(Stored items)
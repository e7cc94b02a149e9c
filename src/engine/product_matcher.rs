// ==========================================
// 订单履约后台 - 商品编码匹配引擎
// ==========================================
// 精确优先: 行内显式 productId → 映射编码精确相等
// 模糊兜底: Dice 系数（字符二元组）与租户内全部商品名比较
//   - 评分 <= 下限丢弃
//   - 按评分降序，取前 N
//   - 再按 code 去重，保留评分最高者
// 约束: 纯计算；目录由调用方一次读入
// ==========================================

use crate::config::settings::PipelineSettings;
use crate::domain::order_row::{field_keys, FieldMap};
use crate::domain::product::Product;
use serde::{Deserialize, Serialize};
use std::collections::HashSet;
use tracing::debug;

/// 默认相似度下限
pub const DEFAULT_MIN_RATING: f64 = 0.3;

/// 默认候选条数
pub const DEFAULT_MAX_RESULTS: usize = 5;

/// 模糊匹配候选
#[derive(Debug, Clone, Serialize, Deserialize)]
pub struct ProductMatch {
    pub product: Product,
    pub rating: f64,
}

/// 精确匹配依据
#[derive(Debug, Clone, Copy, PartialEq, Eq, Serialize, Deserialize)]
pub enum ExactMatchKind {
    ProductId,
    Code,
}

// ==========================================
// ProductMatcher - 商品编码匹配器
// ==========================================
#[derive(Debug, Clone)]
pub struct ProductMatcher {
    min_rating: f64,
    max_results: usize,
}

impl Default for ProductMatcher {
    fn default() -> Self {
        Self::new(DEFAULT_MIN_RATING, DEFAULT_MAX_RESULTS)
    }
}

impl ProductMatcher {
    pub fn new(min_rating: f64, max_results: usize) -> Self {
        Self {
            min_rating,
            max_results,
        }
    }

    pub fn from_settings(settings: &PipelineSettings) -> Self {
        Self::new(settings.fuzzy_min_rating, settings.fuzzy_max_results)
    }

    /// 相似度评分（Dice 二元组，区分大小写，忽略空白）
    pub fn rating(query: &str, name: &str) -> f64 {
        strsim::sorensen_dice(query, name)
    }

    // ==========================================
    // 精确匹配
    // ==========================================

    /// 按行字段精确匹配商品
    ///
    /// # 规则
    /// 1. 行内 productId 命中目录 id
    /// 2. 行内映射编码与目录 code 精确相等（多条同码时取第一条）
    pub fn resolve_exact<'a>(
        &self,
        fields: &FieldMap,
        catalog: &'a [Product],
    ) -> Option<(&'a Product, ExactMatchKind)> {
        if let Some(product_id) = fields.get(field_keys::PRODUCT_ID).and_then(|v| v.as_i64()) {
            if let Some(product) = catalog.iter().find(|p| p.id == product_id) {
                return Some((product, ExactMatchKind::ProductId));
            }
        }

        let code = fields.get_text(field_keys::MAPPING_CODE)?;
        catalog
            .iter()
            .find(|p| p.code == code)
            .map(|p| (p, ExactMatchKind::Code))
    }

    // ==========================================
    // 模糊匹配
    // ==========================================

    /// 按商品名模糊搜索
    ///
    /// # 返回
    /// - 评分降序的候选；没有候选时返回空列表（不是错误）
    pub fn search(&self, query: &str, catalog: &[Product]) -> Vec<ProductMatch> {
        let query = query.trim();
        if query.is_empty() {
            return Vec::new();
        }

        let mut scored: Vec<ProductMatch> = catalog
            .iter()
            .map(|product| ProductMatch {
                rating: Self::rating(query, &product.name),
                product: product.clone(),
            })
            .filter(|m| m.rating > self.min_rating)
            .collect();

        // 稳定排序：同分时保留目录顺序
        scored.sort_by(|a, b| {
            b.rating
                .partial_cmp(&a.rating)
                .unwrap_or(std::cmp::Ordering::Equal)
        });
        scored.truncate(self.max_results);

        let mut seen_codes: HashSet<String> = HashSet::new();
        scored.retain(|m| seen_codes.insert(m.product.code.clone()));

        debug!(query, candidates = scored.len(), "商品模糊匹配完成");
        scored
    }

    /// 精确优先，失败时取模糊匹配的最高分候选
    pub fn best_for_row<'a>(&self, fields: &FieldMap, catalog: &'a [Product]) -> Option<&'a Product> {
        if let Some((product, _)) = self.resolve_exact(fields, catalog) {
            return Some(product);
        }
        let name = fields.get_text(field_keys::PRODUCT_NAME)?;
        let best = self.search(&name, catalog).into_iter().next()?;
        catalog.iter().find(|p| p.id == best.product.id)
    }
}

/// 选择列表去重：同 code 只保留一条，优先有电商整合工具商品名的那条
///
/// 输出保持各 code 首次出现的顺序
pub fn dedupe_for_selection(products: &[Product]) -> Vec<Product> {
    let mut result: Vec<Product> = Vec::new();
    for product in products {
        match result.iter_mut().find(|p| p.code == product.code) {
            Some(existing) => {
                if !existing.has_marketplace_name() && product.has_marketplace_name() {
                    *existing = product.clone();
                }
            }
            None => result.push(product.clone()),
        }
    }
    result
}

● **TASK TO COMPLETE**
Determine how many lines in the entries above contain the word "精确优先", and respond with the number alone.

● **SOLUTION TO THE PROBLEM**
2